REQUIRED WORK: Lines with "stats" in the entries below: count them and reply with the number alone.

DATA TO PROCESS:

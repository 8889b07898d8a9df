//! Error types for the gateway
//!
//! # Error Recovery Strategies
//!
//! ## Fatal Errors (Exit 1)
//!
//! - **`Io`** during ingress startup: the UDP bind failed, usually because the
//!   port is taken or privileges are missing. Surfaced to the launcher.
//!
//! ## Transient Errors (Retry)
//!
//! - **`Handshake`**: the FNE rejected a login step or a 5-second wait timed
//!   out. The session closes its socket and the reconnection supervisor tries
//!   again after the reconnect interval.
//!
//! ## Configuration Errors (Continue with Defaults)
//!
//! - **`Config`**: the configuration file is missing or malformed. The
//!   gateway logs the problem and runs with documented defaults.
//!
//! ## Internal Errors
//!
//! - **`MutexPoisoned`** / **`ThreadPanic`**: a worker thread panicked. The
//!   affected component exits its loop gracefully rather than propagating the
//!   panic across the process.

use thiserror::Error;

/// Errors that can occur in the gateway
///
/// See module-level documentation for recovery strategies.
#[derive(Error, Debug)]
pub enum Error {
    #[error("I/O error: {0}")]
    Io(#[from] std::io::Error),

    #[error("JSON error: {0}")]
    Json(#[from] serde_json::Error),

    #[error("Config error: {0}")]
    Config(String),

    #[error("Handshake failed: {0}")]
    Handshake(String),

    #[error("Mutex poisoned")]
    MutexPoisoned,

    #[error("Thread panic")]
    ThreadPanic,

    #[error("{0}")]
    Other(String),
}

pub type Result<T> = std::result::Result<T, Error>;
//! Socket-level integration tests against a stub FNE
//!
//! A loopback UDP socket plays the FNE: it answers the three-step login
//! handshake and then records whatever the gateway transmits, so the tests
//! can assert the exact bytes a real server would see.

use op25_gateway::call::{CallManager, StreamSink};
use op25_gateway::fne::codec::crc16_ccitt;
use op25_gateway::fne::FneSession;
use op25_gateway::ingress::frame::{VoiceFrame, FRAME_TYPE_LDU1};
use std::net::UdpSocket;
use std::sync::Arc;
use std::thread;
use std::time::Duration;

const PEER_ID: u32 = 9_000_999;
const SALT: u32 = 0xDEAD_BEEF;

/// SHA-256 of DE AD BE EF "PASSWORD"
const EXPECTED_KEY: [u8; 32] = [
    0x68, 0xAE, 0xB3, 0x3C, 0x52, 0xA3, 0xEA, 0x6A, 0xEC, 0x28, 0xA7, 0xED, 0xB9, 0x84, 0xCC,
    0xCD, 0x7A, 0xF1, 0x4E, 0x9F, 0x8B, 0x94, 0x43, 0x51, 0x0F, 0xAB, 0x82, 0x19, 0x25, 0x94,
    0x46, 0xEE,
];

fn ack_reply(salt: Option<u32>) -> Vec<u8> {
    let mut buf = vec![0u8; 42];
    buf[18] = 0x7E;
    if let Some(salt) = salt {
        buf[38..42].copy_from_slice(&salt.to_be_bytes());
    }
    buf
}

/// Answer the RPTL/RPTK/RPTC exchange, returning the socket and the three
/// frames the client sent
fn serve_handshake(server: UdpSocket) -> thread::JoinHandle<(UdpSocket, Vec<Vec<u8>>)> {
    thread::spawn(move || {
        let mut frames = Vec::new();
        let mut buf = [0u8; 512];

        let (len, peer) = server.recv_from(&mut buf).expect("no RPTL");
        frames.push(buf[..len].to_vec());
        server.send_to(&ack_reply(Some(SALT)), peer).unwrap();

        let (len, peer) = server.recv_from(&mut buf).expect("no RPTK");
        frames.push(buf[..len].to_vec());
        server.send_to(&ack_reply(None), peer).unwrap();

        let (len, peer) = server.recv_from(&mut buf).expect("no RPTC");
        frames.push(buf[..len].to_vec());
        server.send_to(&ack_reply(None), peer).unwrap();

        (server, frames)
    })
}

fn connect_session() -> (Arc<FneSession>, UdpSocket, Vec<Vec<u8>>) {
    let server = UdpSocket::bind("127.0.0.1:0").unwrap();
    server
        .set_read_timeout(Some(Duration::from_secs(5)))
        .unwrap();
    let port = server.local_addr().unwrap().port();

    let handle = serve_handshake(server);

    let session = Arc::new(FneSession::new("127.0.0.1", port, PEER_ID, "PASSWORD"));
    session.connect().expect("handshake failed");
    assert!(session.is_connected());

    let (server, frames) = handle.join().unwrap();
    (session, server, frames)
}

/// Next datagram that is not a keep-alive PING
fn recv_non_ping(server: &UdpSocket) -> Vec<u8> {
    let mut buf = [0u8; 512];
    loop {
        let (len, _) = server.recv_from(&mut buf).expect("no frame from gateway");
        if len >= 32 && buf[18] == 0x74 {
            continue;
        }
        return buf[..len].to_vec();
    }
}

fn voice_frame(talkgroup: u32, source_id: u32, voice_index: u8, fill: u8) -> VoiceFrame {
    VoiceFrame {
        nac: 0x293,
        talkgroup,
        source_id,
        frame_type: FRAME_TYPE_LDU1,
        voice_index,
        flags: 0,
        reserved: 0,
        imbe: [fill; 11],
    }
}

#[test]
fn handshake_is_byte_exact() {
    let (session, _server, frames) = connect_session();

    // RPTL: header + magic + peer id
    let rptl = &frames[0];
    assert_eq!(rptl.len(), 40);
    assert_eq!(rptl[0], 0x90);
    assert_eq!(rptl[1], 0x56);
    assert_eq!(&rptl[2..4], &[0x00, 0x00]); // First sequence of the session
    assert_eq!(&rptl[4..8], &160u32.to_be_bytes()); // First timestamp
    assert_eq!(rptl[18], 0x60);
    assert_eq!(rptl[19], 0xFF);
    assert_eq!(&rptl[32..36], b"RPTL");
    assert_eq!(&rptl[36..40], &PEER_ID.to_be_bytes());
    let crc = u16::from_be_bytes([rptl[16], rptl[17]]);
    assert_eq!(crc, crc16_ccitt(&rptl[32..]));

    // RPTK: the salted password digest sits at offsets 40-71
    let rptk = &frames[1];
    assert_eq!(rptk.len(), 72);
    assert_eq!(rptk[18], 0x61);
    assert_eq!(&rptk[32..36], b"RPTK");
    assert_eq!(&rptk[36..40], &PEER_ID.to_be_bytes());
    assert_eq!(&rptk[40..72], &EXPECTED_KEY);
    let crc = u16::from_be_bytes([rptk[16], rptk[17]]);
    assert_eq!(crc, crc16_ccitt(&rptk[32..]));

    // RPTC: magic + reserved word + JSON peer description
    let rptc = &frames[2];
    assert_eq!(rptc[18], 0x62);
    assert_eq!(&rptc[32..36], b"RPTC");
    assert_eq!(&rptc[36..40], &[0x00, 0x00, 0x00, 0x00]);
    let body: serde_json::Value = serde_json::from_slice(&rptc[40..]).unwrap();
    assert_eq!(body["identity"], "OP25-Gateway");
    assert_eq!(body["rxFrequency"], 449_000_000u32);
    assert_eq!(body["software"], "OP25-Gateway-1.0");

    // All three steps share one login stream id
    assert_eq!(&frames[0][20..24], &frames[1][20..24]);
    assert_eq!(&frames[1][20..24], &frames[2][20..24]);

    session.disconnect();
}

#[test]
fn single_call_produces_grant_ldu1_and_terminator() {
    let (session, server, _) = connect_session();

    // Let the first keep-alive PING clear before driving the call
    thread::sleep(Duration::from_millis(200));

    let calls = CallManager::new(
        Arc::clone(&session) as Arc<dyn StreamSink>,
        0,
        0,
        Duration::from_millis(1000),
    );

    for i in 0..9u8 {
        calls.handle_frame(&voice_frame(1001, 5001, i, 0xB0 + i));
    }

    // Grant-demand TDU opens the call
    let tdu = recv_non_ping(&server);
    assert_eq!(tdu.len(), 56);
    assert_eq!(tdu[18], 0x00); // Protocol function
    assert_eq!(tdu[19], 0x01); // P25 sub-function
    assert_eq!(&tdu[28..32], &24u32.to_be_bytes());
    let payload = &tdu[32..];
    assert_eq!(&payload[0..4], b"P25D");
    assert_eq!(payload[22], 0x03); // TDU DUID
    assert_eq!(payload[14], 0x80); // Grant demand flag
    assert_eq!(&payload[5..8], &[0x00, 0x13, 0x89]); // Source 5001
    assert_eq!(&payload[8..11], &[0x00, 0x03, 0xE9]); // Talkgroup 1001
    let tdu_seq = u16::from_be_bytes([tdu[2], tdu[3]]);

    // First LDU1 follows with the new-call trailer and all nine payloads
    let ldu1 = recv_non_ping(&server);
    assert_eq!(ldu1.len(), 233);
    assert_eq!(&ldu1[28..32], &201u32.to_be_bytes());
    let crc = u16::from_be_bytes([ldu1[16], ldu1[17]]);
    assert_eq!(crc, crc16_ccitt(&ldu1[32..]));
    // Sequence stays monotonic within the stream
    let ldu1_seq = u16::from_be_bytes([ldu1[2], ldu1[3]]);
    assert!(ldu1_seq > tdu_seq);
    assert_ne!(ldu1_seq, 0xFFFF);
    let payload = &ldu1[32..];
    assert_eq!(payload[22], 0x05); // LDU1 DUID
    assert_eq!(payload[180], 0x01);
    assert_eq!(payload[181], 0x80);
    let slots = [34usize, 47, 65, 82, 99, 116, 133, 150, 166];
    for (i, &off) in slots.iter().enumerate() {
        assert_eq!(&payload[off..off + 11], &[0xB0 + i as u8; 11]);
    }

    // Stopping the manager closes the call with an end-of-call terminator
    calls.stop();
    let term = recv_non_ping(&server);
    assert_eq!(term.len(), 56);
    assert_eq!(&term[2..4], &[0xFF, 0xFF]);
    assert_eq!(term[32 + 4], 0x0F); // Call-termination LCO
    assert_eq!(term[32 + 22], 0x03);

    session.disconnect();
}

#[test]
fn idle_timeout_terminates_call() {
    let (session, server, _) = connect_session();
    thread::sleep(Duration::from_millis(200));

    let calls = CallManager::new(
        Arc::clone(&session) as Arc<dyn StreamSink>,
        0,
        0,
        Duration::from_millis(200),
    );
    calls.start().unwrap();

    calls.handle_frame(&voice_frame(1001, 5001, 0, 0x11));

    let tdu = recv_non_ping(&server);
    assert_eq!(tdu[32 + 14], 0x80);

    // The supervisor wakes every 100 ms; the terminator lands well inside
    // the server's 5-second window
    let term = recv_non_ping(&server);
    assert_eq!(&term[2..4], &[0xFF, 0xFF]);
    assert_eq!(term[32 + 4], 0x0F);

    calls.stop();
    session.disconnect();
}

#[test]
fn talkgroup_override_rewrites_destination() {
    let (session, server, _) = connect_session();
    thread::sleep(Duration::from_millis(200));

    let calls = CallManager::new(
        Arc::clone(&session) as Arc<dyn StreamSink>,
        777,
        0,
        Duration::from_millis(1000),
    );

    for i in 0..9u8 {
        calls.handle_frame(&voice_frame(1001, 5001, i, 0x22));
    }

    let tdu = recv_non_ping(&server);
    assert_eq!(&tdu[32 + 8..32 + 11], &[0x00, 0x03, 0x09]); // 777

    let ldu1 = recv_non_ping(&server);
    assert_eq!(&ldu1[32 + 8..32 + 11], &[0x00, 0x03, 0x09]);

    calls.stop();
    let term = recv_non_ping(&server);
    assert_eq!(&term[32 + 8..32 + 11], &[0x00, 0x03, 0x09]);

    session.disconnect();
}

#[test]
fn full_pipeline_from_ingress_datagrams() {
    let (session, server, _) = connect_session();
    thread::sleep(Duration::from_millis(200));

    let calls = Arc::new(CallManager::new(
        Arc::clone(&session) as Arc<dyn StreamSink>,
        0,
        0,
        Duration::from_millis(1000),
    ));

    let ingress_port = 39321;
    let mut receiver = op25_gateway::ingress::IngressReceiver::new(ingress_port);
    receiver.start(Arc::clone(&calls)).unwrap();

    let sender = UdpSocket::bind("127.0.0.1:0").unwrap();
    sender
        .connect(("127.0.0.1", ingress_port))
        .unwrap();

    // One garbage datagram, then a full nine-frame group
    sender.send(&[0u8; 10]).unwrap();
    for i in 0..9u8 {
        sender
            .send(&voice_frame(1001, 5001, i, 0x40 + i).to_bytes())
            .unwrap();
    }

    let tdu = recv_non_ping(&server);
    assert_eq!(tdu[32 + 14], 0x80); // Grant demand

    let ldu1 = recv_non_ping(&server);
    assert_eq!(ldu1.len(), 233);
    let slots = [34usize, 47, 65, 82, 99, 116, 133, 150, 166];
    for (i, &off) in slots.iter().enumerate() {
        assert_eq!(&ldu1[32 + off..32 + off + 11], &[0x40 + i as u8; 11]);
    }

    let stats = receiver.stats();
    assert_eq!(stats.received.load(std::sync::atomic::Ordering::Relaxed), 9);
    assert_eq!(stats.invalid.load(std::sync::atomic::Ordering::Relaxed), 1);

    receiver.stop();
    calls.stop();
    let term = recv_non_ping(&server);
    assert_eq!(&term[2..4], &[0xFF, 0xFF]);

    session.disconnect();
}

#[test]
fn handshake_times_out_against_silent_server() {
    // A bound socket that never answers: connect must fail, not hang
    let server = UdpSocket::bind("127.0.0.1:0").unwrap();
    let port = server.local_addr().unwrap().port();

    let session = FneSession::new("127.0.0.1", port, PEER_ID, "PASSWORD");
    let start = std::time::Instant::now();
    assert!(session.connect().is_err());
    assert!(!session.is_connected());
    assert!(start.elapsed() < Duration::from_secs(10));
}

WRITTEN SOLUTION: 3